3. Furthermore, according to the player passport issued by the Portuguese FA, the player registered with the Icelandic club, Throttur Reykjavik (hereinafter: Respondent) on 24 April 2019 as an amateur.
4. According to the player passport issued by the Icelandic FA, the player was registered with the Respondent as a professional on 23 April 2019.
5. By means of the information contained in TMS, the Claimant belonged to the category IV (indicative amount of EUR 10,000 per year within UEFA) at the moment that the player was registered with the Respondent.
6. As per the information contained in TMS, the Respondent belonged to the category III (indicative amount of EUR 30,000 per year within UEFA) at the moment that the player was registered with it.
7. On 22 July 2020, the Claimant lodged a claim in front of FIFA requesting training compensation for the period as from 23 February 2012 until 30 June 2012 and again as from 19 October 2012 until 30 June 2013 on the ground of the first registration as a professional of the player before the end of the season of his 23rd birthday. In particular, the Claimant requested EUR 17,424.65 plus interest of 5 % p.a. as of the due date until the date of effective payment.
8. In reply to the Claimant’s claim, the Respondent held that no training compensation was due to the Claimant.
9. First of all, the Respondent referred to art. 6 par. 3 Annexe 4 of the Regulations, and argued that “if a club wants to retain the right to training compensation in respect of one of its amateur players [….] the training club must either offer the concerned player a professional contract or […] must show bona fife and genuine interest in retaining him for the future”.
10. In this regard, as per the Respondent, it “does not appear that [the Claimant] offered [the player] a professional contract”.
11. Secondly, the Respondent maintained that the player was “training and playing [with the Respondent] de facto as an amateur in the spring of 2019. His basic monthly salary was ISK 248,658 (roughly EUR 1,600)”.
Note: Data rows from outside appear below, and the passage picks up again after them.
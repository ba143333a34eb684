use serenity::all::{
    CommandInteraction, CommandOptionType, Context, CreateCommand, CreateCommandOption,
    ResolvedOption,
};

use crate::commands::{argument, respond_with, string_option, Layout, LookupError, Passage, PARAGRAPHS};
use crate::config::ConfigSettings;
use crate::library::{random_chapter, Library};
use crate::reference::split_reference;

const TITLE: &str = "Meditations";

pub async fn run(
    options: &[ResolvedOption<'_>],
    ctx: &Context,
    cmd: &CommandInteraction,
    library: &Library,
    config: &ConfigSettings,
) {
    let looked_up = resolve(library, string_option(options, "reference"));
    respond_with(looked_up, ctx, cmd, library, config).await;
}

pub fn resolve(library: &Library, reference: Option<&str>) -> Result<Passage, LookupError> {
    let (book, chapter) = match argument(reference) {
        Some(raw) => split_reference(raw).ok_or(LookupError::Malformed {
            example: "`5:23` for Book 5, Chapter 23",
        })?,
        None => random_chapter(&library.meditations).ok_or(LookupError::Empty(TITLE))?,
    };

    let Some(chapters) = library.meditations.get(&book) else {
        return Err(LookupError::NoBook { book, title: TITLE });
    };
    let Some(text) = chapters.get(&chapter) else {
        return Err(LookupError::NoChapterInBook {
            chapter,
            book,
            title: TITLE,
        });
    };

    let numbered = chapter
        .parse::<u32>()
        .map(|n| format!("{:02}", n))
        .unwrap_or_else(|_| chapter.clone());

    Ok(Passage {
        title: format!("Meditations {}.{}", book, chapter),
        text: format!(
            "{}\n\n[Other translations](https://www.stoicsource.com/aurelius/meditations/{}.{}/farquharson)",
            text.trim_end(),
            book,
            numbered
        ),
        url: format!("{}/Book_{}", library.work_url("aurelius", "meditations"), book),
        author: "aurelius",
        color: 0xFF0000,
        thumbnail: true,
        delimiters: PARAGRAPHS,
        layout: Layout::Stacked,
    })
}

pub fn register() -> CreateCommand {
    CreateCommand::new("meditations")
        .description("The Meditations by Marcus Aurelius (Farquharson's translation)")
        .add_option(CreateCommandOption::new(
            CommandOptionType::String,
            "reference",
            "Book and chapter, e.g. 5:23. Leave empty for a random chapter",
        ))
        .dm_permission(true)
}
12. As per the Respondent, the player “was not paid more by [the Respondent] than the expenses he effectively incurred in return for his footballing activity at the club and therefore has to be considered as an amateur player”.
13. Finally, the Respondent held that it is “today registered as a category 4 club”. Thus, as per the Respondent, “training compensation is not due if the player is transferred to a category 4 club”.
II. CONSIDERATIONS OF THE SINGLE JUDGE OF THE SUB-COMMITTEE OF THE DISPUTE RESOLUTION CHAMBER
14. First of all, the Single Judge of the sub-committee of the Dispute Resolution Chamber (hereinafter: the Single Judge) analysed whether he was competent to deal with the case at hand. In this respect, he took note that the present matter was submitted to FIFA on 22 July 2020. Taking into account the wording of art. 21 of the June 2020 edition of the Rules Governing the Procedures of the Players’ Status Committee and the Dispute Resolution Chamber (hereinafter: the Procedural Rules), the June 2020 edition of the Procedural Rules is applicable to the matter at hand (cf. article 21 of the Procedural Rules).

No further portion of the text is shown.